Stuck emotions are also believed to become stuck in different areas of the body, causing bodily pain and energetic blockages. Studies have even found that suppressing emotions may increase the risk of early death from heart disease and cancer. The body stores emotions whether or not you use your conscious mind to experience them. Only the loving act of using your conscious intention to recognize and feel your emotions as they come can facilitate a healthy integration and release. This is a great example of giving yourself a loving gift that requires delayed gratification because often it can be painful to fully feel some emotions. Be patient and loving with yourself in this process.
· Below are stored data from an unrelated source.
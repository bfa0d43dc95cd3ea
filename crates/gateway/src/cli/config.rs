use cg_domain::config::{Config, ConfigSeverity};

/// Parse and validate the config, printing any issues.
///
/// Returns `false` when errors are found.
pub fn validate(config: &Config, config_path: &str) -> bool {
    let issues = config.validate();

    if issues.is_empty() {
        println!("Config OK ({config_path})");
        return true;
    }

    let error_count = issues
        .iter()
        .filter(|e| e.severity == ConfigSeverity::Error)
        .count();
    let warning_count = issues.len() - error_count;

    for issue in &issues {
        println!("{issue}");
    }
    println!("\n{error_count} error(s), {warning_count} warning(s) in {config_path}");

    error_count == 0
}

/// Dump the resolved config (with all defaults filled in) as TOML.
pub fn show(config: &Config) -> anyhow::Result<()> {
    let output = toml::to_string_pretty(config)
        .map_err(|e| anyhow::anyhow!("serializing config: {e}"))?;
    print!("{output}");
    Ok(())
}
Believe in yourself, but don’t expect long standing patterns of emotional avoidance to suddenly change overnight.
Tools to Facilitate Emotional Management
Well known neuropsychiatrist Dr. Dan Siegel uses the phrase “name it to tame it” when referring to learning how to manage emotions. He presents this tool to help parents soothe their children and teach them to be able to self soothe as adults. This is a skill that many of us may not learn appropriately in childhood. Neurologically, the limbic system is the emotional part of the brain that is activated during intense emotions, such as fear or sadness. When you name the emotion, the logical left side of the brain activates and begins to signal the release of neurotransmitters sent to soothe the limbic system. By slowing down and observing the emotion, you can name it and then feel better because you neurologically signalled your brain to soothe itself!
There are a number of things you can do to help facilitate healthy management of your emotions. Using yoga and meditation practices are very powerful to help you to observe, name, and tame any emotion. When we are so overstimulated, it can be hard to find mental silence even in these practices. To help create the space to feel your emotions, try to minimize ongoing distractions. You can do this by setting aside device-free time in the morning and nights, or taking complete technology fasts. Things like these can help to create the space for the mind for stillness. Participating in any personal growth practices or courses, stepping out of your comfort zone, journalling, or spending periods of time in solitude can also help to facilitate ongoing healthy emotional management. As you sit with yourself and your emotions, you can spend time alone, in silence, and learn to be your own best friend. (Learn more in The Tendencies of Feelings and How to Take Back Control of Your Emotional Responses.)
Emotions are Simply Messengers - Neither Bad nor Good
It is most important to remember that bad or good emotions do not exist. Emotions are simply messengers. If ignored, or preemptively disregarded, it's possible they will keep coming to relay their message, perhaps getting louder and louder. We are conditioned to believe that some emotions are bad emotions and should not be expressed. There are healthy ways to manage and express ALL emotions and it is important to keep this as a top priority, if you want to live a balanced, healthy, authentic, and integrated life. Remember that it takes time to change patterns of behavior. Just as they did not develop instantly, they likely won’t fall away instantly either. So be patient and compassionate, if you find yourself needing the old 'comfort' of distraction. Simply use your awareness to slowly, but surely, replace emotional avoidance with effective and healthy emotional management.